Material to process »

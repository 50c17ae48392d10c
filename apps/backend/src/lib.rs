#![deny(clippy::wildcard_imports)]
#![cfg_attr(test, allow(clippy::wildcard_imports))]

pub mod auth;
pub mod config;
pub mod db;
pub mod entities;
pub mod error;
pub mod extractors;
pub mod http;
pub mod infra;
pub mod logging;
pub mod middleware;
pub mod repos;
pub mod routes;
pub mod services;
pub mod state;
pub mod telemetry;
pub mod trace_ctx;
pub mod utils;

// Re-exports for public API
pub use auth::claims::{IdentityClaim, Role, TokenSubject};
pub use auth::jwt::{issue_token, verify_token};
pub use config::db::{db_url, DbOwner, DbProfile};
pub use error::AppError;
pub use extractors::{Authorized, CurrentUser, ValidatedJson};
pub use http::envelope::{ApiResponse, PageMeta};
pub use http::pagination::{parse_pagination, Pagination, PaginationQuery};
pub use infra::db::connect_db;
pub use infra::state::build_state;
pub use middleware::cors::cors_middleware;
pub use middleware::request_trace::RequestTrace;
pub use middleware::structured_logger::StructuredLogger;
pub use middleware::trace_span::TraceSpan;
pub use state::app_state::AppState;
pub use state::security_config::SecurityConfig;

// Auto-initialize logging for unit tests
#[cfg(test)]
#[ctor::ctor]
fn init_test_logging() {
    backend_test_support::logging::init();
}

Aim of the task » Would you please repeat exactly the lines above, starting at the line with "pub mod repos;" and stopping at the line with "pub use middleware::request_trace::RequestTrace;", both included?

Response area »
pub mod repos;
pub mod routes;
pub mod services;
pub mod state;
pub mod telemetry;
pub mod trace_ctx;
pub mod utils;

// Re-exports for public API
pub use auth::claims::{IdentityClaim, Role, TokenSubject};
pub use auth::jwt::{issue_token, verify_token};
pub use config::db::{db_url, DbOwner, DbProfile};
pub use error::AppError;
pub use extractors::{Authorized, CurrentUser, ValidatedJson};
pub use http::envelope::{ApiResponse, PageMeta};
pub use http::pagination::{parse_pagination, Pagination, PaginationQuery};
pub use infra::db::connect_db;
pub use infra::state::build_state;
pub use middleware::cors::cors_middleware;
pub use middleware::request_trace::RequestTrace;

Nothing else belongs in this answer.